Centinaia di ragazzi in strada, scooter che scorrazzano cercando di farsi spazio, automobili incastrate nel traffico e una intera strada totalmente bloccata mentre dalle casse arriva musica a tutto volume. Succede a Pianura, il motivo è una serata con neomelodico per una ragazza del posto. Tutto, manco a dirlo, abusivo. E senza alcun rispetto delle norme anti contagio: giovanissimi che si spingono per registrare la performance col cellulare, mascherine che si contano sulla punta delle dita.

I video dell'ennesimo concertino illegale – con tanto di strada bloccata – arrivano da via Salvador Dalì, traversa di via Provinciale Napoli, una delle strade principali del popoloso quartiere della periferia occidentale di Napoli. E non è nemmeno la prima volta che iniziative del genere paralizzano quel tratto, con buona pace dei residenti e di chi è costretto a percorrerlo per tornare a casa.

Ieri sera, prima dell'evento, il neomelodico Pino Franzese aveva chiamato a raccolta i fans con delle storie su Instagram, il resto l'aveva fatto il passaparola: i ragazzi sono arrivati alla spicciolata, quando il cantante ha cominciato a esibirsi erano già a centinaia, concentrati davanti all'edificio dove era stato allestito il palchetto.

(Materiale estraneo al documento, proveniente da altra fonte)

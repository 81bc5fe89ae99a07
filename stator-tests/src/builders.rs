//! Builders for constructing test objects
//!
//! [`EngineBuilder`] wires registry, in-memory store, manual clock and
//! service together the way the worker does with PostgreSQL.

use crate::fixtures;
use chrono::{DateTime, Utc};
use stator_core::{
    Clock, EntityRecord, EntityRef, EntityType, GraphRegistry, ManualClock, StateGraph,
};
use stator_runtime::{
    LeaseManager, ServiceConfig, StatorService, TransitionExecutor, TransitionReport,
};
use stator_storage::{MemoryStore, StateStore};
use std::sync::Arc;
use std::time::Duration;
use uuid::Uuid;

/// Builder for [`EntityRecord`]s in arbitrary states
pub struct EntityRecordBuilder {
    record: EntityRecord,
}

impl EntityRecordBuilder {
    /// Fresh record created at [`fixtures::epoch`]
    pub fn new(entity_type: &str, state: &str) -> Self {
        Self {
            record: EntityRecord::new(
                EntityRef::new(entity_type, Uuid::new_v4()),
                state,
                fixtures::epoch(),
            ),
        }
    }

    pub fn id(mut self, id: Uuid) -> Self {
        self.record.entity.id = id;
        self
    }

    /// Entered the current state at `at`
    pub fn changed_at(mut self, at: DateTime<Utc>) -> Self {
        self.record.state_changed = at;
        self
    }

    /// `count` failed attempts, the last one at `at`
    pub fn attempts(mut self, count: u32, at: DateTime<Utc>) -> Self {
        self.record.attempt_count = count;
        self.record.state_attempted = (count > 0).then_some(at);
        self
    }

    /// Leased by `owner` until `until`
    pub fn leased(mut self, owner: &str, until: DateTime<Utc>) -> Self {
        self.record.state_lock_owner = Some(owner.to_string());
        self.record.state_locked_until = Some(until);
        self
    }

    pub fn build(self) -> EntityRecord {
        self.record
    }
}

/// Builder for an in-memory [`TestEngine`]
pub struct EngineBuilder {
    registry: GraphRegistry,
    clock: ManualClock,
    store: Arc<MemoryStore>,
    config: ServiceConfig,
}

impl Default for EngineBuilder {
    fn default() -> Self {
        Self::new()
    }
}

impl EngineBuilder {
    pub fn new() -> Self {
        Self {
            registry: GraphRegistry::new(),
            clock: fixtures::clock(),
            store: Arc::new(MemoryStore::new()),
            config: ServiceConfig {
                worker_id: "test-worker".to_string(),
                ..ServiceConfig::default()
            },
        }
    }

    pub fn graph(mut self, graph: StateGraph) -> Self {
        self.registry
            .register(graph)
            .expect("graph registered twice");
        self
    }

    pub fn registry(mut self, registry: GraphRegistry) -> Self {
        self.registry = registry;
        self
    }

    /// Share a store (and clock) with another engine, as two worker
    /// processes share one database
    pub fn sharing(mut self, other: &TestEngine) -> Self {
        self.store = other.store.clone();
        self.clock = other.clock.clone();
        self
    }

    pub fn worker_id(mut self, worker_id: &str) -> Self {
        self.config.worker_id = worker_id.to_string();
        self
    }

    pub fn concurrency(mut self, concurrency: usize) -> Self {
        self.config.runner.concurrency = concurrency;
        self
    }

    pub fn lease_duration(mut self, lease: Duration) -> Self {
        self.config.runner.lease_duration = lease;
        self
    }

    pub fn build(self) -> TestEngine {
        let registry = Arc::new(self.registry.clone());
        let service = StatorService::new(
            self.registry,
            self.store.clone(),
            Arc::new(self.clock.clone()),
            self.config,
        )
        .expect("valid engine configuration");

        TestEngine {
            service,
            registry,
            store: self.store,
            clock: self.clock,
        }
    }
}

/// Engine over the in-memory store, driven by a manual clock
pub struct TestEngine {
    pub service: StatorService,
    pub registry: Arc<GraphRegistry>,
    pub store: Arc<MemoryStore>,
    pub clock: ManualClock,
}

impl TestEngine {
    /// Create an entity of `entity_type` in its initial state
    pub async fn create(&self, entity_type: &str) -> EntityRef {
        self.service
            .create(&EntityType::new(entity_type), Uuid::new_v4())
            .await
            .expect("entity created")
            .entity
    }

    /// Store a record as-is
    pub fn insert(&self, record: EntityRecord) -> EntityRef {
        let entity = record.entity.clone();
        self.store.put(record);
        entity
    }

    pub async fn get(&self, entity: &EntityRef) -> EntityRecord {
        self.store
            .get(entity)
            .await
            .expect("store read")
            .expect("entity exists")
    }

    /// Run one scheduling cycle and wait for every dispatched execution
    pub async fn cycle(&self) -> Vec<TransitionReport> {
        self.service.run_cycle().await.expect("scheduling cycle");
        self.service.wait_idle().await
    }

    pub fn advance(&self, by: Duration) {
        self.clock.advance(by);
    }

    pub fn now(&self) -> DateTime<Utc> {
        self.clock.now()
    }

    /// A lease manager acting as a separate worker on the same store
    pub fn worker(&self, worker_id: &str) -> LeaseManager {
        LeaseManager::new(self.store.clone(), self.clock_arc(), worker_id)
    }

    /// An executor acting as a separate worker on the same store
    pub fn executor(&self) -> TransitionExecutor {
        TransitionExecutor::new(self.registry.clone(), self.store.clone(), self.clock_arc())
    }

    fn clock_arc(&self) -> Arc<dyn Clock> {
        Arc::new(self.clock.clone())
    }
}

In seguito alle richieste di alcuni residenti sono intervenuti carabinieri e polizia, che hanno verificato che non ci fosse nessuna autorizzazione e quindi hanno fatto cessare la musica e poco dopo i gruppetti si sono allontananti. A testimoniare la situazione restano i video girati da chi era nella calca e quelli pubblicati dallo stesso cantante, in cui si vedono i giovani ammassati e senza mascherina e il traffico bloccato.